In May 1931 Dr,. Newquist and Earl W. Williamson, MD were employed by the American College of Surgeons to survey industrial and other types of clinics to ascertain which ones met American College of Surgeons (ACS) standards. The Minimum Standard for Industrial Medicine and Traumatic Surgery was established by the ACS Board on Traumatic Surgery the year before. The Board on Traumatic Surgery was established in 1927, partly as a result of appeals for aid and advice from surgeons appointed by state legislatures working on changes in state Workmen’s Compensations Laws. Frederick Besley. MD, FACS [See Highlights of March 2007] and Bowman Crowell, MD, were appointed Chairman and Secretary of this Board. In 1928, ACS founder Franklin H. Martin, MD, FACS, outlined a minimum standard for the qualification of physicians whom the Board would consider capable of practicing efficient Traumatic Surgery. By 1931 the list numbered over 1000 candidates.
Drs. Newquist and Williamson surveyed over 1,600 medical services in industry throughout the 1930s, with Dr. Newquist doing the larger part of them, and of these 843, over half, were approved on the basis of the minimum standard. He was particularly interested in compensation insurance laws and their practical application to the workers injured.

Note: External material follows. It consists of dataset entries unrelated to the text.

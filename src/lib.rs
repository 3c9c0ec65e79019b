//! Star rating widget for iced
//!
//! A row of five stars rendering a fractional rating in [0, 5], with an
//! interactive variant that turns pointer drags and taps back into rating
//! values.
//!
//! # Architecture
//!
//! The crate is organized into three layers:
//!
//! - **Geometry** (`geometry`): pure layout and gesture math, unit tested
//!   without a renderer
//! - **Style** (`style`): appearance value types with copy-on-write modifiers
//! - **Widget** (`star_rating`): the `canvas::Program` tying both together
//!
//! # Example
//!
//! ```no_run
//! use star_rating::StarRating;
//!
//! enum Message {
//!     RatingChanged(f32),
//! }
//!
//! let display: iced::Element<'_, Message> = StarRating::new(3.5).width(250.0).into();
//!
//! let control: iced::Element<'_, Message> =
//!     StarRating::interactive(3.5, Message::RatingChanged)
//!         .width(250.0)
//!         .into();
//! ```

pub mod geometry;
pub mod style;

mod star_rating;

pub use star_rating::{Interaction, StarRating};
pub use style::{Outline, Style, Weight};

He was responsible for the survey--as requested by the West Virginia Director of Health--of the conditions that prevailed in that state in relation to the care of the injured workers in mines and in industry.
Dr. Newquist resigned his position as ACS Assistant Director of the Industrial Medicine Department in October of 1939 to become Medical Director of Texaco. In response to Dr. Crowell’s great regret in losing him, Newquist replied that it had been an extreme pleasure to work with the College and that he would be glad to aid and collaborate with the College in any way he could whenever opportunity presented itself in the future.

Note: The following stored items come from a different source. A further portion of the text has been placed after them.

//! Tantivy-based catalog index.
//!
//! Products and kits share one index so the quote form's item selector can
//! rank both with a single query. Every word typed must occur somewhere in
//! the item's text, as a whole word or as part of one; whole-word matches
//! on name, sku, tags and description decide the ranking.

use std::path::Path;
use std::sync::Arc;
use tantivy::collector::TopDocs;
use tantivy::query::{BooleanQuery, BoostQuery, Occur, Query, QueryParser, TermQuery};
use tantivy::schema::{
    Field, IndexRecordOption, Schema, TextFieldIndexing, TextOptions, Value, STORED, STRING, TEXT,
};
use tantivy::tokenizer::{
    AsciiFoldingFilter, LowerCaser, NgramTokenizer, RawTokenizer, TextAnalyzer, TokenStream,
};
use tantivy::{doc, Index, IndexReader, IndexWriter, ReloadPolicy, TantivyDocument, Term};
use tokio::sync::RwLock;

use crate::errors::AppError;
use crate::models::{CatalogItem, ItemKind, Kit, Product};

const BOOST_NAME: f32 = 10.0;
const BOOST_SKU: f32 = 8.0;
const BOOST_TAGS: f32 = 6.0;
const BOOST_DESCRIPTION: f32 = 4.0;
/// Partial matches only break ties between whole-word matches.
const BOOST_PARTIAL: f32 = 0.1;

const GRAMS_TOKENIZER: &str = "catalog_grams";
/// Longest fragment indexed; longer typed words are matched on their start.
const MAX_GRAM: usize = 20;

/// A ranked catalog entry.
#[derive(Debug, Clone)]
pub struct CatalogHit {
    /// Selection key, `kit:<id>` for kits
    pub key: String,
    pub score: f32,
}

struct CatalogFields {
    item_key: Field,
    name: Field,
    sku: Field,
    tags: Field,
    description: Field,
    /// Every fragment of the item's text, lowercased and accent-folded
    grams: Field,
}

/// Search index over products and kits.
pub struct CatalogIndex {
    index: Index,
    reader: IndexReader,
    writer: Arc<RwLock<IndexWriter>>,
    fields: CatalogFields,
}

fn grams_analyzer() -> Result<TextAnalyzer, AppError> {
    Ok(TextAnalyzer::builder(NgramTokenizer::new(1, MAX_GRAM, false)?)
        .filter(LowerCaser)
        .filter(AsciiFoldingFilter)
        .build())
}

/// Typed words folded the way fragments are indexed.
fn query_fragments(query_str: &str) -> Vec<String> {
    let mut folder = TextAnalyzer::builder(RawTokenizer::default())
        .filter(LowerCaser)
        .filter(AsciiFoldingFilter)
        .build();

    query_str
        .split_whitespace()
        .map(|word| word.trim_matches(|c: char| !c.is_alphanumeric() && c != '#'))
        .filter(|word| !word.is_empty())
        .filter_map(|word| {
            let mut stream = folder.token_stream(word);
            if !stream.advance() {
                return None;
            }
            let folded: String = stream.token().text.chars().take(MAX_GRAM).collect();
            Some(folded)
        })
        .collect()
}

impl CatalogIndex {
    /// Create or open a catalog index at the specified path.
    ///
    /// An index written with another layout is discarded; callers rebuild
    /// it from the store anyway.
    pub fn open(index_path: &Path) -> Result<Self, AppError> {
        std::fs::create_dir_all(index_path)
            .map_err(|e| AppError::Search(format!("Failed to create index directory: {}", e)))?;

        let grams_options = TextOptions::default().set_indexing_options(
            TextFieldIndexing::default()
                .set_tokenizer(GRAMS_TOKENIZER)
                .set_index_option(IndexRecordOption::WithFreqs),
        );

        let mut schema_builder = Schema::builder();
        let item_key = schema_builder.add_text_field("item_key", STRING | STORED);
        let name = schema_builder.add_text_field("name", TEXT | STORED);
        let sku = schema_builder.add_text_field("sku", TEXT);
        let tags = schema_builder.add_text_field("tags", TEXT);
        let description = schema_builder.add_text_field("description", TEXT);
        let grams = schema_builder.add_text_field("grams", grams_options);
        let schema = schema_builder.build();

        let fields = CatalogFields {
            item_key,
            name,
            sku,
            tags,
            description,
            grams,
        };

        let index = match Index::open_in_dir(index_path) {
            Ok(existing) if existing.schema() == schema => existing,
            _ => {
                std::fs::remove_dir_all(index_path)
                    .and_then(|_| std::fs::create_dir_all(index_path))
                    .map_err(|e| {
                        AppError::Search(format!("Failed to reset index directory: {}", e))
                    })?;
                Index::create_in_dir(index_path, schema)
                    .map_err(|e| AppError::Search(format!("Failed to create index: {}", e)))?
            }
        };
        index.tokenizers().register(GRAMS_TOKENIZER, grams_analyzer()?);

        let reader = index
            .reader_builder()
            .reload_policy(ReloadPolicy::OnCommitWithDelay)
            .try_into()
            .map_err(|e| AppError::Search(format!("Failed to create reader: {}", e)))?;

        // The catalog is small; one indexing thread is plenty
        let writer = index
            .writer_with_num_threads(1, 20_000_000)
            .map_err(|e| AppError::Search(format!("Failed to create writer: {}", e)))?;

        Ok(Self {
            index,
            reader,
            writer: Arc::new(RwLock::new(writer)),
            fields,
        })
    }

    /// Rebuild the entire index from the current catalog.
    pub async fn rebuild(&self, products: &[Product], kits: &[Kit]) -> Result<(), AppError> {
        let mut writer = self.writer.write().await;

        writer.delete_all_documents()?;

        for product in products {
            writer.add_document(self.product_document(product))?;
        }
        for kit in kits {
            writer.add_document(self.kit_document(kit))?;
        }

        writer.commit()?;
        self.reader.reload()?;

        tracing::info!(
            "Catalog index rebuilt with {} products and {} kits",
            products.len(),
            kits.len()
        );
        Ok(())
    }

    /// Remove one item by its selection key.
    pub async fn remove(&self, key: &str) -> Result<(), AppError> {
        let mut writer = self.writer.write().await;
        writer.delete_term(Term::from_field_text(self.fields.item_key, key));
        writer.commit()?;
        self.reader.reload()?;
        Ok(())
    }

    /// Rank catalog items against what the user has typed so far.
    ///
    /// Syntax errors in the query are tolerated: whatever parses is used.
    pub fn search(&self, query_str: &str, limit: usize) -> Result<Vec<CatalogHit>, AppError> {
        let fragments = query_fragments(query_str);
        if fragments.is_empty() || limit == 0 {
            return Ok(Vec::new());
        }

        let searcher = self.reader.searcher();

        let partial: Vec<(Occur, Box<dyn Query>)> = fragments
            .iter()
            .map(|fragment| {
                let term = Term::from_field_text(self.fields.grams, fragment);
                let query: Box<dyn Query> =
                    Box::new(TermQuery::new(term, IndexRecordOption::WithFreqs));
                (Occur::Must, query)
            })
            .collect();

        let field_queries = [
            (self.fields.name, BOOST_NAME),
            (self.fields.sku, BOOST_SKU),
            (self.fields.tags, BOOST_TAGS),
            (self.fields.description, BOOST_DESCRIPTION),
        ];

        let mut ranking: Vec<(Occur, Box<dyn Query>)> = Vec::new();
        for (field, boost) in field_queries {
            let parser = QueryParser::for_index(&self.index, vec![field]);
            let (field_query, _errors) = parser.parse_query_lenient(query_str);
            ranking.push((Occur::Should, Box::new(BoostQuery::new(field_query, boost))));
        }

        let query = BooleanQuery::new(vec![
            (
                Occur::Must,
                Box::new(BoostQuery::new(
                    Box::new(BooleanQuery::new(partial)),
                    BOOST_PARTIAL,
                )) as Box<dyn Query>,
            ),
            (
                Occur::Should,
                Box::new(BooleanQuery::new(ranking)) as Box<dyn Query>,
            ),
        ]);

        let top_docs = searcher
            .search(&query, &TopDocs::with_limit(limit))
            .map_err(|e| AppError::Search(format!("Search failed: {}", e)))?;

        let hits = top_docs
            .into_iter()
            .filter_map(|(score, address)| {
                let doc: TantivyDocument = searcher.doc(address).ok()?;
                let key = doc.get_first(self.fields.item_key)?.as_str()?.to_string();
                Some(CatalogHit { key, score })
            })
            .collect();

        Ok(hits)
    }

    fn product_document(&self, product: &Product) -> TantivyDocument {
        let tags = product.tags.join(" ");
        let grams = [
            product.name.as_str(),
            product.sku.as_str(),
            tags.as_str(),
            product.description.as_str(),
        ]
        .join(" ");
        doc!(
            self.fields.item_key => CatalogItem::selection_key(ItemKind::Product, &product.id),
            self.fields.name => product.name.clone(),
            self.fields.sku => product.sku.clone(),
            self.fields.tags => tags,
            self.fields.description => product.description.clone(),
            self.fields.grams => grams
        )
    }

    fn kit_document(&self, kit: &Kit) -> TantivyDocument {
        // Kits are found through the names of their products too
        let product_names: Vec<&str> = kit.products.iter().map(|p| p.name.as_str()).collect();
        let product_names = product_names.join(" ");
        let grams = [
            kit.name.as_str(),
            product_names.as_str(),
            kit.description.as_str(),
        ]
        .join(" ");
        doc!(
            self.fields.item_key => CatalogItem::selection_key(ItemKind::Kit, &kit.id),
            self.fields.name => kit.name.clone(),
            self.fields.sku => String::new(),
            self.fields.tags => product_names,
            self.fields.description => kit.description.clone(),
            self.fields.grams => grams
        )
    }
}

#[cfg(test)]
mod tests {
    use super::*;
    use crate::db::Document;
    use serde_json::{json, Value as Json};
    use tempfile::TempDir;

    fn document(id: &str, data: Json) -> Document {
        Document {
            id: id.to_string(),
            data: data.as_object().cloned().unwrap(),
            created_at: "2025-01-01T00:00:00.000000Z".to_string(),
            updated_at: "2025-01-01T00:00:00.000000Z".to_string(),
            version: 1,
        }
    }

    fn catalog() -> (Vec<Product>, Vec<Kit>) {
        let products = vec![
            Product::from_document(&document(
                "camiseta",
                json!({
                    "name": "Camiseta Premium",
                    "sku": "CAM-001",
                    "description": "Algodón 100%",
                    "tags": ["#navidad"]
                }),
            )),
            Product::from_document(&document(
                "pocillo",
                json!({ "name": "Pocillo Mágico", "description": "Cambia de color" }),
            )),
        ];
        let kits = vec![Kit::from_document(
            &document(
                "romantico",
                json!({ "name": "Kit Romántico", "productIds": ["pocillo"] }),
            ),
            &products,
        )];
        (products, kits)
    }

    #[tokio::test]
    async fn test_products_and_kits_share_the_index() {
        let temp_dir = TempDir::new().unwrap();
        let index = CatalogIndex::open(temp_dir.path()).unwrap();
        let (products, kits) = catalog();
        index.rebuild(&products, &kits).await.unwrap();

        let hits = index.search("camiseta", 10).unwrap();
        assert_eq!(hits[0].key, "camiseta");

        let hits = index.search("romántico", 10).unwrap();
        assert_eq!(hits[0].key, "kit:romantico");

        // kit found through its product's name, ranked below the product itself
        let hits = index.search("pocillo", 10).unwrap();
        let keys: Vec<&str> = hits.iter().map(|h| h.key.as_str()).collect();
        assert_eq!(keys, vec!["pocillo", "kit:romantico"]);
    }

    #[tokio::test]
    async fn test_sku_and_tag_matches() {
        let temp_dir = TempDir::new().unwrap();
        let index = CatalogIndex::open(temp_dir.path()).unwrap();
        let (products, kits) = catalog();
        index.rebuild(&products, &kits).await.unwrap();

        assert_eq!(index.search("CAM-001", 10).unwrap()[0].key, "camiseta");
        assert_eq!(index.search("navidad", 10).unwrap()[0].key, "camiseta");
    }

    #[tokio::test]
    async fn test_partial_words_match_as_you_type() {
        let temp_dir = TempDir::new().unwrap();
        let index = CatalogIndex::open(temp_dir.path()).unwrap();
        let (products, kits) = catalog();
        index.rebuild(&products, &kits).await.unwrap();

        let keys = |q: &str| -> Vec<String> {
            let mut keys: Vec<String> = index
                .search(q, 10)
                .unwrap()
                .into_iter()
                .map(|h| h.key)
                .collect();
            keys.sort();
            keys
        };

        assert_eq!(keys("cami"), vec!["camiseta"]);
        assert_eq!(keys("CAM-0"), vec!["camiseta"]);
        assert_eq!(keys("navid"), vec!["camiseta"]);
        assert_eq!(keys("seta"), vec!["camiseta"]);
        assert_eq!(keys("pocil"), vec!["kit:romantico", "pocillo"]);
        // accents are optional
        assert_eq!(keys("magi"), vec!["kit:romantico", "pocillo"]);
        assert_eq!(keys("MÁGICO"), vec!["kit:romantico", "pocillo"]);
        // every typed word must match
        assert_eq!(keys("cami pocil"), Vec::<String>::new());
        assert_eq!(keys("xyz"), Vec::<String>::new());
    }

    #[tokio::test]
    async fn test_reopen_keeps_index_usable() {
        let temp_dir = TempDir::new().unwrap();
        let (products, kits) = catalog();
        {
            let index = CatalogIndex::open(temp_dir.path()).unwrap();
            index.rebuild(&products, &kits).await.unwrap();
        }
        let index = CatalogIndex::open(temp_dir.path()).unwrap();
        assert_eq!(index.search("cami", 10).unwrap()[0].key, "camiseta");
    }

    #[tokio::test]
    async fn test_malformed_and_empty_queries() {
        let temp_dir = TempDir::new().unwrap();
        let index = CatalogIndex::open(temp_dir.path()).unwrap();
        let (products, kits) = catalog();
        index.rebuild(&products, &kits).await.unwrap();

        assert!(index.search("", 10).unwrap().is_empty());
        assert!(index.search("   ", 10).unwrap().is_empty());
        // unbalanced syntax does not error
        assert!(index.search("camiseta AND (", 10).is_ok());
    }

    #[tokio::test]
    async fn test_remove_item() {
        let temp_dir = TempDir::new().unwrap();
        let index = CatalogIndex::open(temp_dir.path()).unwrap();
        let (products, kits) = catalog();
        index.rebuild(&products, &kits).await.unwrap();

        index.remove("kit:romantico").await.unwrap();
        assert!(index.search("romántico", 10).unwrap().is_empty());
    }
}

By the time he left ACS, industrial organizations were considering it an honor to have met the minimum standard of the College. They were also appreciative of the assistance the College could give in organizing a better medical and surgical service for their employees. In 1945-46, Dr. Newquist served as President of the American Association of Industrial Physicians and Surgeons and became a Fellow of the ACS in 1951. He later served as Associate Clinical Professor in Industrial Medicine at New York University and Visiting Lecturer in Industrial Hygiene at the Harvard School of Public Health. His Fellowship entry last appeared in the Yearbook of the American College of Surgeons in 1971.